TASK DETAILS — Say the number of lines in the records below that hold the word "other", and only that number.

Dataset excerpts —
+++++

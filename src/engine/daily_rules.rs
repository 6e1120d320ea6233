// ==========================================
// 门店活动排班校验系统 - 单日规则引擎
// ==========================================
// 输入: 某一日期的已提交排班 + 参考数据快照
// 输出: ValidationResult (fail / warning / pass)
// 红线: 规则违反只产生 Issue，不返回错误
// ==========================================

use chrono::{Duration, NaiveDate};
use std::collections::BTreeMap;
use std::sync::Arc;
use tracing::{debug, info, instrument};

use crate::config::{ConfigManager, ScheduleSettings};
use crate::domain::employee::AvailabilityVerdict;
use crate::domain::issue::{Issue, RuleKind, ValidationResult};
use crate::domain::schedule::{Assignment, EventWindow};
use crate::domain::types::{EventCondition, EventType, RotationKind};
use crate::engine::error::EngineResult;
use crate::engine::repositories::ValidationRepositories;
use crate::engine::schedule_core::{format_slot, ScheduleCore};
use crate::engine::snapshot::ScheduleSnapshot;

type DayRow<'a> = (&'a Assignment, &'a EventWindow);

// ==========================================
// DailyRuleEngine - 单日规则引擎
// ==========================================
pub struct DailyRuleEngine {
    repos: ValidationRepositories,
    config: Arc<ConfigManager>,
}

impl DailyRuleEngine {
    pub fn new(repos: ValidationRepositories, config: Arc<ConfigManager>) -> Self {
        Self { repos, config }
    }

    /// 校验某一天
    #[instrument(skip(self))]
    pub fn verify_day(&self, date: NaiveDate) -> EngineResult<ValidationResult> {
        let settings = self.config.settings()?;
        let snapshot = self.repos.load_snapshot(date, date)?;
        let result = ValidationResult::new(date, Self::evaluate(&snapshot, &settings, date));

        info!(
            date = %date,
            status = ?result.status,
            critical = result.summary.critical,
            warning = result.summary.warning,
            "单日校验完成"
        );
        Ok(result)
    }

    /// 在快照上执行全部单日规则（快照须覆盖 date）
    pub fn evaluate(snapshot: &ScheduleSnapshot, settings: &ScheduleSettings, date: NaiveDate) -> Vec<Issue> {
        let day = snapshot.day_assignments(date);

        let mut issues = Vec::new();
        issues.extend(check_core_daily_limit(&day, date));
        issues.extend(check_availability(snapshot, &day, date));
        issues.extend(check_core_times(&day, settings, date));
        issues.extend(check_supervisor_pairing(snapshot, &day, date));
        issues.extend(check_role_restricted(snapshot, &day, date));
        issues.extend(check_due_tomorrow(snapshot, date));
        issues.extend(check_juicer(snapshot, &day, date));

        debug!(date = %date, assignments = day.len(), issues = issues.len(), "单日规则执行完毕");
        issues
    }
}

// ==========================================
// 规则 1: 每人每日 Core 上限
// ==========================================
fn check_core_daily_limit(day: &[DayRow], date: NaiveDate) -> Vec<Issue> {
    let mut by_employee: BTreeMap<&str, Vec<i64>> = BTreeMap::new();
    for (a, e) in day {
        if e.event_type.is_core() {
            by_employee.entry(a.employee_id.as_str()).or_default().push(a.assignment_id);
        }
    }

    by_employee
        .into_iter()
        .filter(|(_, ids)| ids.len() > 1)
        .map(|(employee_id, ids)| {
            Issue::critical(
                RuleKind::CoreDailyLimit,
                format!("{} has {} Core events on {}", employee_id, ids.len(), date),
            )
            .with_detail("employee_id", employee_id)
            .with_detail("date", date)
            .with_detail("count", ids.len())
            .with_detail("assignment_ids", ids)
        })
        .collect()
}

// ==========================================
// 规则 2: 请假 > 日期覆盖 > 每周模式
// ==========================================
fn check_availability(snapshot: &ScheduleSnapshot, day: &[DayRow], date: NaiveDate) -> Vec<Issue> {
    let mut by_employee: BTreeMap<&str, Vec<i64>> = BTreeMap::new();
    for (a, _) in day {
        by_employee.entry(a.employee_id.as_str()).or_default().push(a.assignment_id);
    }

    let mut issues = Vec::new();
    for (employee_id, ids) in by_employee {
        match snapshot.verdict(employee_id, date) {
            AvailabilityVerdict::Available => {}
            AvailabilityVerdict::TimeOff { time_off_id, start_date, end_date } => {
                issues.push(
                    Issue::critical(
                        RuleKind::TimeOffConflict,
                        format!("{} is scheduled on {} during approved time off", employee_id, date),
                    )
                    .with_detail("employee_id", employee_id)
                    .with_detail("date", date)
                    .with_detail("time_off_id", time_off_id)
                    .with_detail("time_off_start", start_date)
                    .with_detail("time_off_end", end_date)
                    .with_detail("assignment_ids", ids),
                );
            }
            verdict => {
                let source = match verdict {
                    AvailabilityVerdict::OverrideUnavailable => "override",
                    _ => "weekly",
                };
                issues.push(
                    Issue::critical(
                        RuleKind::AvailabilityConflict,
                        format!("{} is not available on {} ({})", employee_id, date.format("%A"), source),
                    )
                    .with_detail("employee_id", employee_id)
                    .with_detail("date", date)
                    .with_detail("source", source)
                    .with_detail("assignment_ids", ids),
                );
            }
        }
    }
    issues
}

// ==========================================
// 规则 3: Core 时段有效性 + 时段负载
// ==========================================
fn check_core_times(day: &[DayRow], settings: &ScheduleSettings, date: NaiveDate) -> Vec<Issue> {
    let cores: Vec<&Assignment> = day
        .iter()
        .filter(|(_, e)| e.event_type.is_core())
        .map(|(a, _)| *a)
        .collect();
    if cores.is_empty() {
        return Vec::new();
    }

    let valid_slots: Vec<String> = settings.core_slots.iter().map(|t| format_slot(*t)).collect();
    let mut issues: Vec<Issue> = cores
        .iter()
        .filter(|a| !settings.is_core_slot(a.clock_time()))
        .map(|a| {
            Issue::warning(
                RuleKind::InvalidCoreTime,
                format!(
                    "Core assignment {} starts at {}, which is not a configured slot",
                    a.assignment_id,
                    format_slot(a.clock_time())
                ),
            )
            .with_detail("assignment_id", a.assignment_id)
            .with_detail("employee_id", &a.employee_id)
            .with_detail("event_ref", a.event_ref)
            .with_detail("date", date)
            .with_detail("scheduled_time", format_slot(a.clock_time()))
            .with_detail("valid_slots", &valid_slots)
        })
        .collect();

    let counts: Vec<_> = settings
        .core_slots
        .iter()
        .map(|slot| (*slot, cores.iter().filter(|a| a.clock_time() == *slot).count()))
        .collect();
    let overloaded: Vec<String> = counts
        .iter()
        .filter(|(_, c)| *c >= settings.slot_overload_threshold)
        .map(|(t, _)| format_slot(*t))
        .collect();
    let empty: Vec<String> = counts
        .iter()
        .filter(|(_, c)| *c == 0)
        .map(|(t, _)| format_slot(*t))
        .collect();

    if !overloaded.is_empty() && !empty.is_empty() {
        issues.push(
            Issue::warning(
                RuleKind::SlotLoadImbalance,
                format!(
                    "Slots {} are overloaded while {} are empty on {}",
                    overloaded.join(", "),
                    empty.join(", "),
                    date
                ),
            )
            .with_detail("date", date)
            .with_detail("slot_counts", ScheduleCore::to_slot_counts(&counts))
            .with_detail("overloaded_slots", overloaded)
            .with_detail("empty_slots", empty),
        );
    }
    issues
}

// ==========================================
// 规则 4: Core / Supervisor 配对
// ==========================================
fn check_supervisor_pairing(snapshot: &ScheduleSnapshot, day: &[DayRow], date: NaiveDate) -> Vec<Issue> {
    let supervisors: Vec<(&Assignment, String)> = day
        .iter()
        .filter(|(_, e)| e.event_type.is_supervisor())
        .filter_map(|(a, e)| e.event_number().map(|n| (*a, n)))
        .collect();

    let mut issues = Vec::new();
    for (core, event) in day.iter().filter(|(_, e)| e.event_type.is_core()) {
        let Some(number) = event.event_number() else {
            continue;
        };
        let paired: Vec<&Assignment> = supervisors
            .iter()
            .filter(|(_, n)| *n == number)
            .map(|(a, _)| *a)
            .collect();

        if paired.is_empty() {
            issues.push(missing_pair_issue(core, &number, date));
            continue;
        }

        for sup in paired {
            let Some(role) = snapshot.role_of(&sup.employee_id) else {
                continue;
            };
            if !role.can_work(EventType::Supervisor) {
                issues.push(
                    Issue::warning(
                        RuleKind::SupervisorRoleMismatch,
                        format!(
                            "Supervisor event {} is held by {} ({}), not a supervisor or lead",
                            number, sup.employee_id, role
                        ),
                    )
                    .with_detail("assignment_id", sup.assignment_id)
                    .with_detail("core_assignment_id", core.assignment_id)
                    .with_detail("employee_id", &sup.employee_id)
                    .with_detail("role", role)
                    .with_detail("event_number", &number)
                    .with_detail("date", date),
                );
            }
        }
    }
    issues
}

/// 缺少配对 Supervisor（单日与区间规则共用）
pub(crate) fn missing_pair_issue(core: &Assignment, number: &str, date: NaiveDate) -> Issue {
    Issue::warning(
        RuleKind::MissingSupervisorPair,
        format!("Core event {} on {} has no Supervisor event scheduled", number, date),
    )
    .with_detail("core_assignment_id", core.assignment_id)
    .with_detail("event_ref", core.event_ref)
    .with_detail("event_number", number)
    .with_detail("employee_id", &core.employee_id)
    .with_detail("date", date)
}

// ==========================================
// 规则 5: 角色限定的轻量活动
// ==========================================
fn check_role_restricted(snapshot: &ScheduleSnapshot, day: &[DayRow], date: NaiveDate) -> Vec<Issue> {
    day.iter()
        .filter(|(_, e)| e.event_type.is_role_gated_lightweight())
        .filter_map(|(a, e)| {
            let role = snapshot.role_of(&a.employee_id)?;
            (!role.can_work(e.event_type)).then(|| {
                Issue::critical(
                    RuleKind::RoleRestrictedEvent,
                    format!("{} event {} is assigned to {} ({})", e.event_type, e.event_ref, a.employee_id, role),
                )
                .with_detail("assignment_id", a.assignment_id)
                .with_detail("employee_id", &a.employee_id)
                .with_detail("event_ref", e.event_ref)
                .with_detail("event_type", e.event_type)
                .with_detail("role", role)
                .with_detail("date", date)
            })
        })
        .collect()
}

// ==========================================
// 规则 6: 次日截止但未排班
// ==========================================
fn check_due_tomorrow(snapshot: &ScheduleSnapshot, date: NaiveDate) -> Vec<Issue> {
    let tomorrow = date + Duration::days(1);
    let mut due: Vec<&EventWindow> = snapshot
        .events
        .values()
        .filter(|e| {
            e.due_datetime.date() == tomorrow
                && e.event_type.is_required()
                && e.condition == EventCondition::Unstaffed
                && !e.is_scheduled
        })
        .collect();
    due.sort_by_key(|e| e.event_ref);

    due.into_iter()
        .map(|e| {
            Issue::critical(
                RuleKind::DueTomorrowUnscheduled,
                format!("{} ({}) is due {} and is still unscheduled", e.project_name, e.event_type, tomorrow),
            )
            .with_detail("event_ref", e.event_ref)
            .with_detail("project_name", &e.project_name)
            .with_detail("event_type", e.event_type)
            .with_detail("due_date", tomorrow)
        })
        .collect()
}

// ==========================================
// 规则 7: Juicer 角色 / 轮值 / 与 Core 冲突
// ==========================================
fn check_juicer(snapshot: &ScheduleSnapshot, day: &[DayRow], date: NaiveDate) -> Vec<Issue> {
    let rotation_employee = snapshot.rotation.employee_for(RotationKind::Juicer, date);

    let mut issues = Vec::new();
    for (a, e) in day.iter().filter(|(_, e)| e.event_type.is_juicer()) {
        if let Some(role) = snapshot.role_of(&a.employee_id) {
            if !role.can_work(e.event_type) {
                issues.push(
                    Issue::critical(
                        RuleKind::JuicerRoleMismatch,
                        format!("{} is assigned to {} but is a {}", a.employee_id, e.event_type, role),
                    )
                    .with_detail("assignment_id", a.assignment_id)
                    .with_detail("employee_id", &a.employee_id)
                    .with_detail("role", role)
                    .with_detail("event_type", e.event_type)
                    .with_detail("date", date),
                );
            }
        }

        if let Some(expected) = rotation_employee {
            if expected != a.employee_id {
                issues.push(
                    Issue::warning(
                        RuleKind::JuicerRotationMismatch,
                        format!("Juicer rotation for {} is {}, but {} is assigned", date, expected, a.employee_id),
                    )
                    .with_detail("assignment_id", a.assignment_id)
                    .with_detail("employee_id", &a.employee_id)
                    .with_detail("rotation_employee_id", expected)
                    .with_detail("date", date),
                );
            }
        }

        let core_ids: Vec<i64> = day
            .iter()
            .filter(|(other, oe)| other.employee_id == a.employee_id && oe.event_type.is_core())
            .map(|(other, _)| other.assignment_id)
            .collect();
        if !core_ids.is_empty() {
            issues.push(
                Issue::critical(
                    RuleKind::JuicerCoreConflict,
                    format!("{} holds both a Juicer and a Core event on {}", a.employee_id, date),
                )
                .with_detail("assignment_id", a.assignment_id)
                .with_detail("employee_id", &a.employee_id)
                .with_detail("core_assignment_ids", core_ids)
                .with_detail("date", date),
            );
        }
    }
    issues
}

+++++

RESPONSE AREA — 2